As evidenced by Gang Green’s 17-16 win over the Colts last weekend, what matters is not necessarily the number of points or how they got there, but how long it took them to get there. For the Jets, it is almost as important to move the ball and keep the clock ticking as it is to cross the goal line.
In the wild-card win, they held the ball for six minutes longer than Peyton Manning. Even if 17 points was among the team’s lowest offensive outputs of the season, the Jets are likely to bring the same philosophy to Foxborough.
“Brady is like Manning, different offense and different things they try to do with the ball, but they’re both great quarterbacks who can hurt you when they’ve got a chance,” nose tackle Sione Pouha said. “So when your offense takes the ball out of his hands, it’s a good thing. When we keep the ball like we did on Saturday, the outcome is that the other quarterback is on the sidelines.”
And the sideline is the only place Brady can’t hurt the Jets.
The Jets lost the battle of time of possession in the 45-3 loss at New England in Week 13 due largely to three turnovers and an offensive game plan that got away from the running game after falling behind 17-0 by the end of the first quarter. The Jets are hoping to establish their ground game earlier this time around and not reach panic mode where they need to throw the ball and get points in a hurry.
Offensive coordinator Brian Schottenheimer, who drew criticism for much of the season for throwing the ball too much, praised his unit after Saturday’s Wild Card game. Schottenheimer was pleased to see his offense hold the ball for more than 33 minutes and register an impressive 23 first downs, 10 of which came from the ground game.
“We know that Brady is a great player and they have a lot of weapons,” left guard Matt Slauson said. “The more we hold onto the ball, the less likely they are to make plays, it really is as simple as that.”
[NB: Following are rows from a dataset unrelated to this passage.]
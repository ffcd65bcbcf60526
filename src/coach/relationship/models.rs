//! 关系本地模型定义

use crate::coach::serialization::{deserialize_timestamp, deserialize_vec_or_null};
use chrono::{DateTime, Utc};
use serde::{Deserialize, Serialize};
use std::collections::BTreeMap;
use std::fmt;
use std::str::FromStr;

/// 关系类型
#[derive(Debug, Clone, Copy, PartialEq, Eq, Hash, Serialize, Deserialize)]
#[serde(rename_all = "kebab-case")]
pub enum RelationshipType {
    Romantic,
    Friendship,
    Family,
    SelfGrowth,
}

impl RelationshipType {
    pub const ALL: [RelationshipType; 4] = [
        RelationshipType::Romantic,
        RelationshipType::Friendship,
        RelationshipType::Family,
        RelationshipType::SelfGrowth,
    ];

    /// 线上传输使用的字符串
    pub fn as_str(&self) -> &'static str {
        match self {
            RelationshipType::Romantic => "romantic",
            RelationshipType::Friendship => "friendship",
            RelationshipType::Family => "family",
            RelationshipType::SelfGrowth => "self-growth",
        }
    }
}

impl fmt::Display for RelationshipType {
    fn fmt(&self, f: &mut fmt::Formatter<'_>) -> fmt::Result {
        f.write_str(self.as_str())
    }
}

impl FromStr for RelationshipType {
    type Err = anyhow::Error;

    fn from_str(s: &str) -> Result<Self, Self::Err> {
        let s = s.trim();
        Self::ALL
            .into_iter()
            .find(|t| t.as_str().eq_ignore_ascii_case(s))
            .ok_or_else(|| anyhow::anyhow!("未知的关系类型: {}", s))
    }
}

/// 伴侣偏好（生日、纪念日、星座及各类喜好），不认识的键原样保留
#[derive(Debug, Clone, Default, PartialEq, Serialize, Deserialize)]
pub struct PartnerPreferences {
    #[serde(default, skip_serializing_if = "Option::is_none")]
    pub birthday: Option<String>,
    #[serde(default, skip_serializing_if = "Option::is_none")]
    pub anniversary: Option<String>,
    #[serde(default, skip_serializing_if = "Option::is_none")]
    pub zodiac_sign: Option<String>,
    #[serde(default, skip_serializing_if = "Option::is_none")]
    pub music_preferences: Option<String>,
    #[serde(default, skip_serializing_if = "Option::is_none")]
    pub religious_preferences: Option<String>,
    #[serde(default, skip_serializing_if = "Option::is_none")]
    pub vacation_preferences: Option<String>,
    #[serde(default, skip_serializing_if = "Option::is_none")]
    pub fashion_preferences: Option<String>,
    #[serde(default, skip_serializing_if = "Option::is_none")]
    pub dietary_preferences: Option<String>,
    #[serde(flatten)]
    pub extra: BTreeMap<String, serde_json::Value>,
}

impl PartnerPreferences {
    pub fn is_empty(&self) -> bool {
        self.birthday.is_none()
            && self.anniversary.is_none()
            && self.zodiac_sign.is_none()
            && self.music_preferences.is_none()
            && self.religious_preferences.is_none()
            && self.vacation_preferences.is_none()
            && self.fashion_preferences.is_none()
            && self.dietary_preferences.is_none()
            && self.extra.is_empty()
    }
}

/// 伴侣档案
#[derive(Debug, Clone, Default, PartialEq, Serialize, Deserialize)]
pub struct PartnerProfile {
    #[serde(default)]
    pub name: String,
    #[serde(default, skip_serializing_if = "Option::is_none")]
    pub personality_type: Option<String>,
    #[serde(default, skip_serializing_if = "Option::is_none")]
    pub love_language: Option<String>,
    #[serde(default, skip_serializing_if = "Option::is_none")]
    pub communication_style: Option<String>,
    #[serde(
        default,
        deserialize_with = "deserialize_vec_or_null",
        skip_serializing_if = "Vec::is_empty"
    )]
    pub interests: Vec<String>,
    /// 后端默认值为 `{}`，空偏好解码为 None
    #[serde(
        default,
        deserialize_with = "deserialize_preferences",
        skip_serializing_if = "Option::is_none"
    )]
    pub preferences: Option<PartnerPreferences>,
}

fn deserialize_preferences<'de, D>(deserializer: D) -> Result<Option<PartnerPreferences>, D::Error>
where
    D: serde::Deserializer<'de>,
{
    let opt = Option::<PartnerPreferences>::deserialize(deserializer)?;
    Ok(opt.filter(|p| !p.is_empty()))
}

impl PartnerProfile {
    /// 列表展示用的名字，缺失时显示 Unknown
    pub fn display_name(&self) -> &str {
        if self.name.is_empty() {
            "Unknown"
        } else {
            &self.name
        }
    }
}

/// 关系档案（属于某个用户，内嵌伴侣档案）
#[derive(Debug, Clone, PartialEq, Serialize, Deserialize)]
pub struct Relationship {
    #[serde(default)]
    pub user_id: String,
    pub relationship_type: RelationshipType,
    #[serde(default)]
    pub partner_profile: PartnerProfile,
    #[serde(
        default,
        deserialize_with = "deserialize_timestamp",
        skip_serializing_if = "Option::is_none"
    )]
    pub created_at: Option<DateTime<Utc>>,
    #[serde(
        default,
        deserialize_with = "deserialize_timestamp",
        skip_serializing_if = "Option::is_none"
    )]
    pub updated_at: Option<DateTime<Utc>>,
}

impl Relationship {
    /// 用会话快照构造一个关系上下文（会话记录中不含时间信息）
    pub fn from_snapshot(
        user_id: &str,
        relationship_type: RelationshipType,
        partner_profile: PartnerProfile,
    ) -> Self {
        Self {
            user_id: user_id.to_string(),
            relationship_type,
            partner_profile,
            created_at: None,
            updated_at: None,
        }
    }
}

#[cfg(test)]
mod tests {
    use super::*;

    #[test]
    fn relationship_type_uses_kebab_case_on_the_wire() {
        assert_eq!(
            serde_json::to_string(&RelationshipType::SelfGrowth).unwrap(),
            r#""self-growth""#
        );
        assert_eq!(
            "Self-Growth".parse::<RelationshipType>().unwrap(),
            RelationshipType::SelfGrowth
        );
        assert!("general".parse::<RelationshipType>().is_err());
    }

    #[test]
    fn relationship_decodes_backend_record() {
        let json = r#"{
            "user_id": "u-1",
            "relationship_type": "romantic",
            "partner_profile": {
                "name": "Jordan",
                "personality_type": null,
                "love_language": "Quality Time",
                "communication_style": null,
                "interests": ["hiking", "cooking"],
                "preferences": {}
            },
            "created_at": "2024-05-01T10:00:00.000000",
            "updated_at": "2024-05-02T10:00:00.000000"
        }"#;
        let rel: Relationship = serde_json::from_str(json).unwrap();
        assert_eq!(rel.relationship_type, RelationshipType::Romantic);
        assert_eq!(rel.partner_profile.display_name(), "Jordan");
        assert_eq!(rel.partner_profile.interests, vec!["hiking", "cooking"]);
        assert!(rel.partner_profile.preferences.is_none());
        assert!(rel.updated_at.is_some());
    }

    #[test]
    fn preferences_keep_unknown_keys() {
        let json = r#"{"birthday":"03-14","zodiac_sign":"Pisces","favorite_color":"teal"}"#;
        let prefs: PartnerPreferences = serde_json::from_str(json).unwrap();
        assert_eq!(prefs.birthday.as_deref(), Some("03-14"));
        assert_eq!(prefs.extra["favorite_color"], "teal");

        let back = serde_json::to_value(&prefs).unwrap();
        assert_eq!(back["favorite_color"], "teal");
        assert!(back.get("anniversary").is_none());
    }
}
The Jets look at a formula to determine offensive success and it surprisingly has nothing to do with points. Head coach Rex Ryan compiles the number of running plays with passes completed from a game to determine the effectiveness of the game plan from the week prior. Quarterback Mark Sanchez had an efficient 18 completions on Saturday and the running backs coupled with Brad Smith in the Wildcat package carried the ball a total of 37 times. That is 55 plays for the Jets that by and largely moved the chains and just as importantly, kept the clocking running.
And as a byproduct, the offense kept Manning with a baseball cap on his head rather than a helmet. The Colts, by comparison, managed just 45 completed passes plus run plays on Saturday night. The major reason for the lowness of that number is that they just simply didn’t get that much of the ball.
“I think we went to our core and our core is running the ball,” tight end Dustin Keller said. “We knew that too be effective, we needed to manage the game. On Sunday against a similarly powerful offense, it will be the same thing. Be smart with the ball, run it and move the chains.”
Last time though in Gillette, they failed to do just that in a game that was anything but a close shave.
In their Week 13 blowout loss, the Jets managed just a combined 44 completions and rushes from their backfield against the Patriots. While the difference in that category between last Saturday’s win against the Colts and the 42-point loss to the Patriots doesn’t equate to a Jets victory, it is a giant piece to the puzzle if New York wants to beat the Patriots and avenge their Monday night defeat.
“It’s very important; we’ve got Tom Brady on the other team. We have to keep him on the sideline as long as we can,” running back Shonn Greene said. “That will be a key to our success in winning this game.”